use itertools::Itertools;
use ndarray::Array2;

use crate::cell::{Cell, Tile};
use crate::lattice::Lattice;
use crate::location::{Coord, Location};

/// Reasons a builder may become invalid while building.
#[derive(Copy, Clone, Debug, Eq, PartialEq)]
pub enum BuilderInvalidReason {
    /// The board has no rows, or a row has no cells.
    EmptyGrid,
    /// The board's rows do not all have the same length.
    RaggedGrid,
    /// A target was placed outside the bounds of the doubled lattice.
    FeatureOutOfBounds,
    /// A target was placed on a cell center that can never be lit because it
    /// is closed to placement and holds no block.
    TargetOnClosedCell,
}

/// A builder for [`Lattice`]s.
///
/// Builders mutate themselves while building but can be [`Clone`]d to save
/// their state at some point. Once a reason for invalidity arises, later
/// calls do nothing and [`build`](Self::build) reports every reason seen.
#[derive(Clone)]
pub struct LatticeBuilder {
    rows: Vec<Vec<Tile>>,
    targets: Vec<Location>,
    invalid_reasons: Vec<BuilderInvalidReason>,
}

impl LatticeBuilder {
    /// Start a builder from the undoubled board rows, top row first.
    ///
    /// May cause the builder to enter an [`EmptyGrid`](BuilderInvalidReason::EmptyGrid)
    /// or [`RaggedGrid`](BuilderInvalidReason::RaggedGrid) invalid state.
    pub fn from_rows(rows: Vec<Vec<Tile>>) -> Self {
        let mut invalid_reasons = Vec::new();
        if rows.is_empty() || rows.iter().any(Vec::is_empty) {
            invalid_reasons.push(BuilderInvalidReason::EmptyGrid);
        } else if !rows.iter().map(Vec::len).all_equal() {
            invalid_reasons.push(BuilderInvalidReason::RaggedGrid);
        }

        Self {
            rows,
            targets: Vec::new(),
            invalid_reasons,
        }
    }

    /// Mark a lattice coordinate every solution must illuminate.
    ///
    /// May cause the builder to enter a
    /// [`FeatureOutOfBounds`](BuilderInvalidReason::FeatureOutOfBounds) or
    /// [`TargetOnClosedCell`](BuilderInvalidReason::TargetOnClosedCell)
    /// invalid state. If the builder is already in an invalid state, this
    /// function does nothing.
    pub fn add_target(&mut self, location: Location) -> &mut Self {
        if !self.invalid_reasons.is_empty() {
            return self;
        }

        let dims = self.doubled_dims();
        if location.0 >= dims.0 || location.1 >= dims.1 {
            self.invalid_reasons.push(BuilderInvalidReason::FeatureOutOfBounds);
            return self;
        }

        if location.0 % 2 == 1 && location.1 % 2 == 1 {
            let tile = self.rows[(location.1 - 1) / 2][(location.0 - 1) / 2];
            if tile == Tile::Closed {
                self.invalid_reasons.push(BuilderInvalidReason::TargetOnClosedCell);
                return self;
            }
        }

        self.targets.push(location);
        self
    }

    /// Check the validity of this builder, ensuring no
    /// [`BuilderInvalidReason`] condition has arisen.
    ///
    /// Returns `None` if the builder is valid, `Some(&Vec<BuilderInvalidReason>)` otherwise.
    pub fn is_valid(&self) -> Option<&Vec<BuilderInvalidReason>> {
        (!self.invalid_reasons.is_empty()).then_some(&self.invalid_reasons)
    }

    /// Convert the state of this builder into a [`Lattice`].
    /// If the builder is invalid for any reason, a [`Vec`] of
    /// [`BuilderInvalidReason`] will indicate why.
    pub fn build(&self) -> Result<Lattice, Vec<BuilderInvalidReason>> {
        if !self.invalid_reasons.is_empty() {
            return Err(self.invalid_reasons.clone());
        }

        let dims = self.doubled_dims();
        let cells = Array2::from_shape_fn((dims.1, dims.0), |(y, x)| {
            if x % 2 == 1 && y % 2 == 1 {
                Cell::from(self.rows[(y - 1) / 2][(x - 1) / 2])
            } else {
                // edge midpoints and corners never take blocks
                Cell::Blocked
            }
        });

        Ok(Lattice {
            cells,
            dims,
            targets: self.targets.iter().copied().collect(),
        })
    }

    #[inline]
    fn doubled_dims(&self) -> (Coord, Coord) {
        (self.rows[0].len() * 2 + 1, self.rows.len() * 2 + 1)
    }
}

-*-*-

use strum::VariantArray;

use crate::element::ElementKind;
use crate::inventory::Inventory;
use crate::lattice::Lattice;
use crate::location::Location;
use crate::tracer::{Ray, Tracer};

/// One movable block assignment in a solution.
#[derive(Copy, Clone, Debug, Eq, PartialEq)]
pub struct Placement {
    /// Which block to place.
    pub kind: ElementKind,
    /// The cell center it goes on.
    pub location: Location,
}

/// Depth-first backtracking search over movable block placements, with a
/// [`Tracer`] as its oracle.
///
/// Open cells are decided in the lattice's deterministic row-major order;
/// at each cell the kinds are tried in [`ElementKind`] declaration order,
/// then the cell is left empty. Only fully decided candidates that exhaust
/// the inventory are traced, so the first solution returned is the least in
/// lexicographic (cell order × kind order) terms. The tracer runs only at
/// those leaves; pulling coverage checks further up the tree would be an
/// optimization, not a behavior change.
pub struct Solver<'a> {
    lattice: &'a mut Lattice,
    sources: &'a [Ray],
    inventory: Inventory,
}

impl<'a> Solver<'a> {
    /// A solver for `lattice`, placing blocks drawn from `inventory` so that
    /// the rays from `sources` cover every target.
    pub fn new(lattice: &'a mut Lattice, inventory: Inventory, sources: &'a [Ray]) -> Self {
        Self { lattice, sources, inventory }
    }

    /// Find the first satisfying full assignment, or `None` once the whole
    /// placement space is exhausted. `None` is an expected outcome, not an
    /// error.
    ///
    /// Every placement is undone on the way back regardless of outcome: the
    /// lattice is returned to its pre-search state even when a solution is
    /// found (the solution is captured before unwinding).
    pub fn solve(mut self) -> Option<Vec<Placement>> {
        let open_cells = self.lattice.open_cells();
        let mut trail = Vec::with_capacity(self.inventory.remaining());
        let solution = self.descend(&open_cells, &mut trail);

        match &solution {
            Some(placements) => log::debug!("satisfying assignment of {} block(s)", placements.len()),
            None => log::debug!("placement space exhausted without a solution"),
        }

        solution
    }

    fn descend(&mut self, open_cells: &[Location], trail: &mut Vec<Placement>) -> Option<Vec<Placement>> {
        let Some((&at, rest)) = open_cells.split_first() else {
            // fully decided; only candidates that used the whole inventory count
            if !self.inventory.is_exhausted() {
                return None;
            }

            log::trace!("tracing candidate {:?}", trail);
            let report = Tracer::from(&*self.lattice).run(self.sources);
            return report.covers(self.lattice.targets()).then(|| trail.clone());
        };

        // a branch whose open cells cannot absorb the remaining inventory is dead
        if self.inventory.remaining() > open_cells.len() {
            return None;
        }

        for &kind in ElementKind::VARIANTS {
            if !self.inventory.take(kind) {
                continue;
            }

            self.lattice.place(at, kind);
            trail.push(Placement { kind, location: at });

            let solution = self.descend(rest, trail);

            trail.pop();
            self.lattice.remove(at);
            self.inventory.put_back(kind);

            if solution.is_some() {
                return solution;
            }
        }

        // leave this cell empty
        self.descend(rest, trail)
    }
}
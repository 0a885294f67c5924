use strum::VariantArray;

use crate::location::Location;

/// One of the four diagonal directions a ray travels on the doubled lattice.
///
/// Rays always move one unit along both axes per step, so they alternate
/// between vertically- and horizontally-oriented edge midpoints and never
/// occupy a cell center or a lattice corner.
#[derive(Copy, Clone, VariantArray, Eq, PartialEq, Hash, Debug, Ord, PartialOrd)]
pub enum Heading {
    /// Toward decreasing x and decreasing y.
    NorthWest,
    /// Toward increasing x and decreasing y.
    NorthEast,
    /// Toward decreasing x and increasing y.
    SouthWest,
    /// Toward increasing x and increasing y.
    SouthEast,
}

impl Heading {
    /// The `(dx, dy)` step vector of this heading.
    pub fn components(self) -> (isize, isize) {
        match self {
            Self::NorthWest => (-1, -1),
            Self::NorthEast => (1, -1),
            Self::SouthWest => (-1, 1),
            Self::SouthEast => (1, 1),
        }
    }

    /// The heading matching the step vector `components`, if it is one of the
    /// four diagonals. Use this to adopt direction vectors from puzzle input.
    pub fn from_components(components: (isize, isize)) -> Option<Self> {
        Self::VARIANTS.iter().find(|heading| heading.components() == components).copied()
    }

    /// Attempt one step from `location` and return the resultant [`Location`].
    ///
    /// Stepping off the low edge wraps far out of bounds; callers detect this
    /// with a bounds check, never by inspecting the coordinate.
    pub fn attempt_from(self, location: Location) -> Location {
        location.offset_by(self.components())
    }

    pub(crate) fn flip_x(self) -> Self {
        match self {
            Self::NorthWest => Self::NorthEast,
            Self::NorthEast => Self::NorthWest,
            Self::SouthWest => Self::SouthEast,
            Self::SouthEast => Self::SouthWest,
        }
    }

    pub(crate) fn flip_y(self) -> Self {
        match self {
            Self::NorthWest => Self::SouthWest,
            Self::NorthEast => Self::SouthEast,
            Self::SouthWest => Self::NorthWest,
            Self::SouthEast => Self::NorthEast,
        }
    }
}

-*-*-

* _Work request_: Your answer should hold every line of the entries that contains the string "RaggedGrid".

* _Answer to the exercise_:
    RaggedGrid,
    /// or [`RaggedGrid`](BuilderInvalidReason::RaggedGrid) invalid state.
            invalid_reasons.push(BuilderInvalidReason::RaggedGrid);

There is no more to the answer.